Your task.
Each record must be retyped word for word.

(Saved data entries)
⁂
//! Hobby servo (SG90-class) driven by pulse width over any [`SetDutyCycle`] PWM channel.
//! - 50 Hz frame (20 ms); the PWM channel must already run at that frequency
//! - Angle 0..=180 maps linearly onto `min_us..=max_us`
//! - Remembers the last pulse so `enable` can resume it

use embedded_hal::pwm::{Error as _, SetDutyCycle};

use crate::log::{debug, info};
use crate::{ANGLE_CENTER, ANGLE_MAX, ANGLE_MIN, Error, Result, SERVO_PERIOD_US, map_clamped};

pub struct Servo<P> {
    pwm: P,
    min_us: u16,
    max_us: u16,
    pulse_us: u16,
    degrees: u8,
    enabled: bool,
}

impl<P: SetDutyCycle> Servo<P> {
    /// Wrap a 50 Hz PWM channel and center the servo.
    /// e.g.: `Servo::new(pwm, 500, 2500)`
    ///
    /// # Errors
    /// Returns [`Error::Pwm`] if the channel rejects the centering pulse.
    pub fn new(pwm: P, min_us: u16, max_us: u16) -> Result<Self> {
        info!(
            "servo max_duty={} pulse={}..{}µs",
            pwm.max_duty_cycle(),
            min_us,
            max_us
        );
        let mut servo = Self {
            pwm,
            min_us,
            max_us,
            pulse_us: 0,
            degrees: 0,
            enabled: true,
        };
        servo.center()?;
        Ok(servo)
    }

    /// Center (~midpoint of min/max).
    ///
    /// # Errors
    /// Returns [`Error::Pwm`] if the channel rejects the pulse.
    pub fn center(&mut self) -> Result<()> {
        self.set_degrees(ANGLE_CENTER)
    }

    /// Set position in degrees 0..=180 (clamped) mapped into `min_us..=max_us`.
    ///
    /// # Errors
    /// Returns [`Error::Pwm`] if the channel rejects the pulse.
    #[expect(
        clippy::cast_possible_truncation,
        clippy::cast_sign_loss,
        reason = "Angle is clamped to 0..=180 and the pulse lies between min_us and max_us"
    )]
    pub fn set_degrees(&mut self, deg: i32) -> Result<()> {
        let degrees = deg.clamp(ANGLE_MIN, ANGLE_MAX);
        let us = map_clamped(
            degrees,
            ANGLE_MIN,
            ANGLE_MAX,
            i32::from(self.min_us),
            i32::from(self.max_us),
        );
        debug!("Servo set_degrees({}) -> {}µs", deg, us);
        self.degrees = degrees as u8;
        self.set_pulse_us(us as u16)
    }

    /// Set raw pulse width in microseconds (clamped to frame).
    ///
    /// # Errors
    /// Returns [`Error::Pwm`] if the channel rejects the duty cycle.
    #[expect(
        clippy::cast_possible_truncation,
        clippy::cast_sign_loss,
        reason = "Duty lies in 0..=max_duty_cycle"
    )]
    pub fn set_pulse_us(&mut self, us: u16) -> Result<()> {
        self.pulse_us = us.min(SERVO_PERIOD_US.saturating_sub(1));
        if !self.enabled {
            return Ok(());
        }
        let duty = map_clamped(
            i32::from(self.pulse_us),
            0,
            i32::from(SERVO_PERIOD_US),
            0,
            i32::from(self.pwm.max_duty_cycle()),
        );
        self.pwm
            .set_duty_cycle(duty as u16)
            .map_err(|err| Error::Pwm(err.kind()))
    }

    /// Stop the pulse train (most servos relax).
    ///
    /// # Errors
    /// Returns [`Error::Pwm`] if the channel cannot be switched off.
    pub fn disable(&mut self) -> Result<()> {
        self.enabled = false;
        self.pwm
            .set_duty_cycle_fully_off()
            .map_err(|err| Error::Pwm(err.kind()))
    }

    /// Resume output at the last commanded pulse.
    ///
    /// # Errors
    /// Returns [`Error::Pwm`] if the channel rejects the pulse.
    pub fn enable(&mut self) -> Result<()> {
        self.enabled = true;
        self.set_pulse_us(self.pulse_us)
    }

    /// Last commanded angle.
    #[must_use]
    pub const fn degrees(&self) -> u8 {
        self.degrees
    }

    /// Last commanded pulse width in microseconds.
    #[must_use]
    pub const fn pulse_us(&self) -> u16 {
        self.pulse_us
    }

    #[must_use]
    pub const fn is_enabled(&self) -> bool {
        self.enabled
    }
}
⁂
Written solution.
//! Hobby servo (SG90-class) driven by pulse width over any [`SetDutyCycle`] PWM channel.
//! - 50 Hz frame (20 ms); the PWM channel must already run at that frequency
//! - Angle 0..=180 maps linearly onto `min_us..=max_us`
//! - Remembers the last pulse so `enable` can resume it

use embedded_hal::pwm::{Error as _, SetDutyCycle};

use crate::log::{debug, info};
use crate::{ANGLE_CENTER, ANGLE_MAX, ANGLE_MIN, Error, Result, SERVO_PERIOD_US, map_clamped};

pub struct Servo<P> {
    pwm: P,
    min_us: u16,
    max_us: u16,
    pulse_us: u16,
    degrees: u8,
    enabled: bool,
}

impl<P: SetDutyCycle> Servo<P> {
    /// Wrap a 50 Hz PWM channel and center the servo.
    /// e.g.: `Servo::new(pwm, 500, 2500)`
    ///
    /// # Errors
    /// Returns [`Error::Pwm`] if the channel rejects the centering pulse.
    pub fn new(pwm: P, min_us: u16, max_us: u16) -> Result<Self> {
        info!(
            "servo max_duty={} pulse={}..{}µs",
            pwm.max_duty_cycle(),
            min_us,
            max_us
        );
        let mut servo = Self {
            pwm,
            min_us,
            max_us,
            pulse_us: 0,
            degrees: 0,
            enabled: true,
        };
        servo.center()?;
        Ok(servo)
    }

    /// Center (~midpoint of min/max).
    ///
    /// # Errors
    /// Returns [`Error::Pwm`] if the channel rejects the pulse.
    pub fn center(&mut self) -> Result<()> {
        self.set_degrees(ANGLE_CENTER)
    }

    /// Set position in degrees 0..=180 (clamped) mapped into `min_us..=max_us`.
    ///
    /// # Errors
    /// Returns [`Error::Pwm`] if the channel rejects the pulse.
    #[expect(
        clippy::cast_possible_truncation,
        clippy::cast_sign_loss,
        reason = "Angle is clamped to 0..=180 and the pulse lies between min_us and max_us"
    )]
    pub fn set_degrees(&mut self, deg: i32) -> Result<()> {
        let degrees = deg.clamp(ANGLE_MIN, ANGLE_MAX);
        let us = map_clamped(
            degrees,
            ANGLE_MIN,
            ANGLE_MAX,
            i32::from(self.min_us),
            i32::from(self.max_us),
        );
        debug!("Servo set_degrees({}) -> {}µs", deg, us);
        self.degrees = degrees as u8;
        self.set_pulse_us(us as u16)
    }

    /// Set raw pulse width in microseconds (clamped to frame).
    ///
    /// # Errors
    /// Returns [`Error::Pwm`] if the channel rejects the duty cycle.
    #[expect(
        clippy::cast_possible_truncation,
        clippy::cast_sign_loss,
        reason = "Duty lies in 0..=max_duty_cycle"
    )]
    pub fn set_pulse_us(&mut self, us: u16) -> Result<()> {
        self.pulse_us = us.min(SERVO_PERIOD_US.saturating_sub(1));
        if !self.enabled {
            return Ok(());
        }
        let duty = map_clamped(
            i32::from(self.pulse_us),
            0,
            i32::from(SERVO_PERIOD_US),
            0,
            i32::from(self.pwm.max_duty_cycle()),
        );
        self.pwm
            .set_duty_cycle(duty as u16)
            .map_err(|err| Error::Pwm(err.kind()))
    }

    /// Stop the pulse train (most servos relax).
    ///
    /// # Errors
    /// Returns [`Error::Pwm`] if the channel cannot be switched off.
    pub fn disable(&mut self) -> Result<()> {
        self.enabled = false;
        self.pwm
            .set_duty_cycle_fully_off()
            .map_err(|err| Error::Pwm(err.kind()))
    }

    /// Resume output at the last commanded pulse.
    ///
    /// # Errors
    /// Returns [`Error::Pwm`] if the channel rejects the pulse.
    pub fn enable(&mut self) -> Result<()> {
        self.enabled = true;
        self.set_pulse_us(self.pulse_us)
    }

    /// Last commanded angle.
    #[must_use]
    pub const fn degrees(&self) -> u8 {
        self.degrees
    }

    /// Last commanded pulse width in microseconds.
    #[must_use]
    pub const fn pulse_us(&self) -> u16 {
        self.pulse_us
    }

    #[must_use]
    pub const fn is_enabled(&self) -> bool {
        self.enabled
    }
}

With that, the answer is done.